(Material to process Opens)

use async_trait::async_trait;
use std::collections::HashMap;
use std::sync::{RwLock, RwLockReadGuard, RwLockWriteGuard};

use super::traits::InvestmentStore;
use crate::errors::CoreError;
use crate::models::investment::InvestmentRecord;

/// Process-local store. Records are cloned in and out, so callers only ever
/// hold snapshots.
#[derive(Debug, Default)]
pub struct InMemoryInvestmentStore {
    records: RwLock<HashMap<String, InvestmentRecord>>,
}

impl InMemoryInvestmentStore {
    pub fn new() -> Self {
        Self::default()
    }

    /// Seed the store with existing records.
    pub fn with_records(records: impl IntoIterator<Item = InvestmentRecord>) -> Self {
        let records = records
            .into_iter()
            .map(|r| (r.user_id.clone(), r))
            .collect();
        Self {
            records: RwLock::new(records),
        }
    }

    pub fn len(&self) -> usize {
        self.read().len()
    }

    pub fn is_empty(&self) -> bool {
        self.read().is_empty()
    }

    // A panic while holding the lock cannot leave a half-written record:
    // writes are a single `insert` of a complete value.
    fn read(&self) -> RwLockReadGuard<'_, HashMap<String, InvestmentRecord>> {
        self.records.read().unwrap_or_else(|e| e.into_inner())
    }

    fn write(&self) -> RwLockWriteGuard<'_, HashMap<String, InvestmentRecord>> {
        self.records.write().unwrap_or_else(|e| e.into_inner())
    }
}

#[async_trait]
impl InvestmentStore for InMemoryInvestmentStore {
    async fn get(&self, user_id: &str) -> Result<Option<InvestmentRecord>, CoreError> {
        Ok(self.read().get(user_id).cloned())
    }

    async fn put(&self, record: InvestmentRecord) -> Result<(), CoreError> {
        self.write().insert(record.user_id.clone(), record);
        Ok(())
    }
}
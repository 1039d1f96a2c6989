use chrono::Utc;
use rust_decimal::Decimal;
use std::collections::BTreeSet;
use std::sync::Arc;
use tracing::{debug, instrument, warn};

use super::load_record;
use super::price_fetcher::PriceFetcher;
use crate::errors::CoreError;
use crate::models::holding::{normalize_asset_id, Holding};
use crate::models::price::{AssetPrice, PriceMap};
use crate::models::valuation::{ProfitSummary, ValuationResult};
use crate::storage::traits::InvestmentStore;

/// Values stored holdings against live prices.
///
/// Read-only: never writes to the store and takes no per-user lock. Each
/// call works on one record snapshot and one set of fetched prices.
pub struct ValuationService {
    store: Arc<dyn InvestmentStore>,
    fetcher: Arc<PriceFetcher>,
}

impl ValuationService {
    pub fn new(store: Arc<dyn InvestmentStore>, fetcher: Arc<PriceFetcher>) -> Self {
        Self { store, fetcher }
    }

    /// Per-asset values, total and unpriceable assets for the user's holdings.
    /// Empty holdings value to zero without a price lookup.
    #[instrument(skip(self))]
    pub async fn valuate(&self, user_id: &str) -> Result<ValuationResult, CoreError> {
        let record = load_record(self.store.as_ref(), user_id).await?;
        if record.holdings.is_empty() {
            debug!("No holdings, skipping price lookup");
            return Ok(ValuationResult::empty());
        }

        let prices = self.fetcher.fetch_prices(record.asset_ids()).await?;
        let result = value_holdings(&record.holdings, &prices);
        if !result.is_complete() {
            warn!(
                unpriceable = ?result.unpriceable,
                "Valuation is incomplete"
            );
        }
        Ok(result)
    }

    /// Sum of `quantity * price` over every priced holding.
    pub async fn current_price_totals(&self, user_id: &str) -> Result<Decimal, CoreError> {
        Ok(self.valuate(user_id).await?.total)
    }

    /// Spot price for each held asset, optionally narrowed to `filter`.
    ///
    /// Filter ids that the user does not hold are ignored. Unpriceable
    /// assets come back as `AssetPrice::Unavailable`.
    #[instrument(skip(self))]
    pub async fn get_current_prices(
        &self,
        user_id: &str,
        filter: Option<&[String]>,
    ) -> Result<PriceMap, CoreError> {
        let record = load_record(self.store.as_ref(), user_id).await?;
        let mut universe = record.asset_ids();
        if let Some(filter) = filter {
            let wanted: BTreeSet<String> = filter.iter().map(|id| normalize_asset_id(id)).collect();
            universe.retain(|id| wanted.contains(id));
        }
        if universe.is_empty() {
            return Ok(PriceMap::new());
        }

        self.fetcher.fetch_prices(universe).await
    }

    /// Live value against the recorded baseline.
    #[instrument(skip(self))]
    pub async fn profit_summary(&self, user_id: &str) -> Result<ProfitSummary, CoreError> {
        let record = load_record(self.store.as_ref(), user_id).await?;
        let valuation = if record.holdings.is_empty() {
            ValuationResult::empty()
        } else {
            let prices = self.fetcher.fetch_prices(record.asset_ids()).await?;
            value_holdings(&record.holdings, &prices)
        };

        let unrealized_profit = valuation.total - record.initial_investment;
        let return_pct = if record.initial_investment.is_zero() {
            None
        } else {
            unrealized_profit
                .checked_div(record.initial_investment)
                .and_then(|r| r.checked_mul(Decimal::ONE_HUNDRED))
                .map(|pct| pct.round_dp(2))
        };

        Ok(ProfitSummary {
            user_id: record.user_id,
            initial_investment: record.initial_investment,
            current_value: valuation.total,
            unrealized_profit,
            return_pct,
            recorded_total_profit: record.total_profit,
            unpriceable: valuation.unpriceable,
            as_of: valuation.as_of,
        })
    }
}

/// Value `holdings` with an already fetched price snapshot.
///
/// Holdings without a price (absent from `prices` or `Unavailable`) add
/// nothing to the total and are listed in `unpriceable`. So is a holding
/// whose value does not fit in a `Decimal`.
pub fn value_holdings(holdings: &[Holding], prices: &PriceMap) -> ValuationResult {
    let mut result = ValuationResult::empty();

    for holding in holdings {
        let price = match prices.get(&holding.asset_id).copied() {
            Some(AssetPrice::Priced(price)) => price,
            _ => {
                result.unpriceable.insert(holding.asset_id.clone());
                continue;
            }
        };

        let accumulated = result
            .per_asset
            .get(&holding.asset_id)
            .copied()
            .unwrap_or(Decimal::ZERO);
        let valued = holding.quantity.checked_mul(price).and_then(|value| {
            Some((accumulated.checked_add(value)?, result.total.checked_add(value)?))
        });

        match valued {
            Some((per_asset, total)) => {
                result.per_asset.insert(holding.asset_id.clone(), per_asset);
                result.total = total;
            }
            None => {
                warn!(
                    asset_id = %holding.asset_id,
                    quantity = %holding.quantity,
                    %price,
                    "Holding value overflows, treating as unpriceable"
                );
                result.unpriceable.insert(holding.asset_id.clone());
            }
        }
    }

    result.as_of = Utc::now();
    result
}
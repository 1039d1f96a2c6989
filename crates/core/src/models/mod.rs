pub mod holding;
pub mod investment;
pub mod price;
pub mod settings;
pub mod valuation;
pub mod errors;
pub mod models;
pub mod providers;
pub mod services;
pub mod storage;

use rust_decimal::Decimal;
use std::sync::Arc;

use errors::CoreError;
use models::{
    holding::Holding,
    investment::InvestmentRecord,
    price::PriceMap,
    settings::Settings,
    valuation::{ProfitSummary, ValuationResult},
};
use providers::{coinbase::CoinbaseProvider, traits::PriceSource};
use services::{
    investment_service::InvestmentService, price_fetcher::PriceFetcher,
    valuation_service::ValuationService,
};
use storage::traits::InvestmentStore;

/// Main entry point for the Investment Tracker core library.
///
/// Wires one store and one price source into the lifecycle and valuation
/// services. Cheap to share: wrap it in an `Arc` and call it from as many
/// tasks as needed.
#[must_use]
pub struct InvestmentTracker {
    settings: Settings,
    fetcher: Arc<PriceFetcher>,
    investment_service: InvestmentService,
    valuation_service: ValuationService,
}

impl std::fmt::Debug for InvestmentTracker {
    fn fmt(&self, f: &mut std::fmt::Formatter<'_>) -> std::fmt::Result {
        f.debug_struct("InvestmentTracker")
            .field("settings", &self.settings)
            .field("price_source", &self.fetcher.source_name())
            .finish()
    }
}

impl InvestmentTracker {
    /// Build a tracker over any store and price source.
    pub fn new(
        store: Arc<dyn InvestmentStore>,
        source: Arc<dyn PriceSource>,
        settings: Settings,
    ) -> Self {
        let fetcher = Arc::new(PriceFetcher::new(source, settings.request_timeout()));
        let investment_service = InvestmentService::new(store.clone(), fetcher.clone());
        let valuation_service = ValuationService::new(store, fetcher.clone());

        Self {
            settings,
            fetcher,
            investment_service,
            valuation_service,
        }
    }

    /// Build a tracker priced by the public Coinbase API.
    pub fn with_coinbase(store: Arc<dyn InvestmentStore>, settings: Settings) -> Self {
        let source = Arc::new(CoinbaseProvider::new(&settings));
        Self::new(store, source, settings)
    }

    #[must_use]
    pub fn settings(&self) -> &Settings {
        &self.settings
    }

    // ── Registration ────────────────────────────────────────────────

    /// Create an empty investment record for a newly registered user.
    pub async fn register_user(&self, user_id: &str) -> Result<InvestmentRecord, CoreError> {
        self.investment_service.register_user(user_id).await
    }

    // ── Valuation ───────────────────────────────────────────────────

    /// Current value of all priced holdings.
    pub async fn current_price_totals(&self, user_id: &str) -> Result<Decimal, CoreError> {
        self.valuation_service.current_price_totals(user_id).await
    }

    /// Per-asset breakdown behind `current_price_totals`.
    pub async fn valuate(&self, user_id: &str) -> Result<ValuationResult, CoreError> {
        self.valuation_service.valuate(user_id).await
    }

    /// Spot prices for held assets, optionally narrowed to `asset_filter`.
    pub async fn get_current_prices(
        &self,
        user_id: &str,
        asset_filter: Option<&[String]>,
    ) -> Result<PriceMap, CoreError> {
        self.valuation_service
            .get_current_prices(user_id, asset_filter)
            .await
    }

    /// Live value compared against the recorded initial investment.
    pub async fn profit_summary(&self, user_id: &str) -> Result<ProfitSummary, CoreError> {
        self.valuation_service.profit_summary(user_id).await
    }

    /// Spot prices for arbitrary assets, independent of any user.
    pub async fn quote_assets(&self, asset_ids: &[String]) -> Result<PriceMap, CoreError> {
        self.fetcher.fetch_prices(asset_ids).await
    }

    // ── Investments ─────────────────────────────────────────────────

    pub async fn get_user_init_investment(&self, user_id: &str) -> Result<Decimal, CoreError> {
        self.investment_service.get_user_init_investment(user_id).await
    }

    pub async fn get_all_investments(&self, user_id: &str) -> Result<Vec<Holding>, CoreError> {
        self.investment_service.get_all_investments(user_id).await
    }

    /// Merge `holdings` into the user's current holdings and re-baseline.
    pub async fn update_init_investment(
        &self,
        user_id: &str,
        holdings: Vec<Holding>,
    ) -> Result<Decimal, CoreError> {
        self.investment_service
            .update_init_investment(user_id, holdings)
            .await
    }

    /// Replace the user's holdings with `holdings` and re-baseline.
    pub async fn reset_init_investment(
        &self,
        user_id: &str,
        holdings: Vec<Holding>,
    ) -> Result<Decimal, CoreError> {
        self.investment_service
            .reset_init_investment(user_id, holdings)
            .await
    }

    pub async fn save_total_profit(
        &self,
        user_id: &str,
        total_profit: Decimal,
    ) -> Result<Decimal, CoreError> {
        self.investment_service
            .save_total_profit(user_id, total_profit)
            .await
    }
}
use serde::{Deserialize, Serialize};
use std::time::Duration;

use crate::errors::CoreError;

pub const ENV_BASE_CURRENCY: &str = "TRACKER_BASE_CURRENCY";
pub const ENV_API_BASE_URL: &str = "TRACKER_API_BASE_URL";
pub const ENV_REQUEST_TIMEOUT_SECS: &str = "TRACKER_REQUEST_TIMEOUT_SECS";

/// Runtime configuration for the price source and fetcher.
#[derive(Debug, Clone, PartialEq, Eq, Serialize, Deserialize)]
#[serde(default)]
pub struct Settings {
    /// Currency every price and value is expressed in (e.g., "USD", "EUR").
    pub base_currency: String,

    /// Root URL of the Coinbase-compatible price API.
    pub api_base_url: String,

    /// Upper bound for each outbound price request, in seconds.
    pub request_timeout_secs: u64,
}

impl Default for Settings {
    fn default() -> Self {
        Self {
            base_currency: "USD".to_string(),
            api_base_url: "https://api.coinbase.com".to_string(),
            request_timeout_secs: 10,
        }
    }
}

impl Settings {
    /// Defaults overlaid with any `TRACKER_*` environment variables.
    pub fn from_env() -> Result<Self, CoreError> {
        Self::from_lookup(|key| std::env::var(key).ok())
    }

    /// Same as [`Settings::from_env`], reading values through `lookup`.
    pub fn from_lookup<F>(lookup: F) -> Result<Self, CoreError>
    where
        F: Fn(&str) -> Option<String>,
    {
        let mut settings = Self::default();

        if let Some(currency) = lookup(ENV_BASE_CURRENCY) {
            settings.base_currency = validate_currency(&currency)?;
        }
        if let Some(url) = lookup(ENV_API_BASE_URL) {
            let url = url.trim().trim_end_matches('/').to_string();
            if url.is_empty() {
                return Err(CoreError::ValidationError(format!(
                    "{ENV_API_BASE_URL} must not be empty"
                )));
            }
            settings.api_base_url = url;
        }
        if let Some(secs) = lookup(ENV_REQUEST_TIMEOUT_SECS) {
            let secs: u64 = secs.trim().parse().map_err(|_| {
                CoreError::ValidationError(format!(
                    "{ENV_REQUEST_TIMEOUT_SECS} must be a whole number of seconds, got '{secs}'"
                ))
            })?;
            if secs == 0 {
                return Err(CoreError::ValidationError(format!(
                    "{ENV_REQUEST_TIMEOUT_SECS} must be greater than zero"
                )));
            }
            settings.request_timeout_secs = secs;
        }

        Ok(settings)
    }

    pub fn request_timeout(&self) -> Duration {
        Duration::from_secs(self.request_timeout_secs)
    }
}

/// Currency code must be a 3-letter alphabetic string. Returns it uppercased.
pub fn validate_currency(currency: &str) -> Result<String, CoreError> {
    let trimmed = currency.trim().to_uppercase();
    if trimmed.len() != 3 || !trimmed.chars().all(|c| c.is_ascii_alphabetic()) {
        return Err(CoreError::ValidationError(format!(
            "Invalid currency code '{currency}': must be exactly 3 ASCII letters (e.g., USD, EUR, PLN)"
        )));
    }
    Ok(trimmed)
}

(Material to process Closes)

> **Problem to work on**: Give again, exactly and with nothing added, the lines running from the one that contains "must not be" to the last line of the material.

> **Exercise solution**:
                    "{ENV_API_BASE_URL} must not be empty"
                )));
            }
            settings.api_base_url = url;
        }
        if let Some(secs) = lookup(ENV_REQUEST_TIMEOUT_SECS) {
            let secs: u64 = secs.trim().parse().map_err(|_| {
                CoreError::ValidationError(format!(
                    "{ENV_REQUEST_TIMEOUT_SECS} must be a whole number of seconds, got '{secs}'"
                ))
            })?;
            if secs == 0 {
                return Err(CoreError::ValidationError(format!(
                    "{ENV_REQUEST_TIMEOUT_SECS} must be greater than zero"
                )));
            }
            settings.request_timeout_secs = secs;
        }

        Ok(settings)
    }

    pub fn request_timeout(&self) -> Duration {
        Duration::from_secs(self.request_timeout_secs)
    }
}

/// Currency code must be a 3-letter alphabetic string. Returns it uppercased.
pub fn validate_currency(currency: &str) -> Result<String, CoreError> {
    let trimmed = currency.trim().to_uppercase();
    if trimmed.len() != 3 || !trimmed.chars().all(|c| c.is_ascii_alphabetic()) {
        return Err(CoreError::ValidationError(format!(
            "Invalid currency code '{currency}': must be exactly 3 ASCII letters (e.g., USD, EUR, PLN)"
        )));
    }
    Ok(trimmed)
}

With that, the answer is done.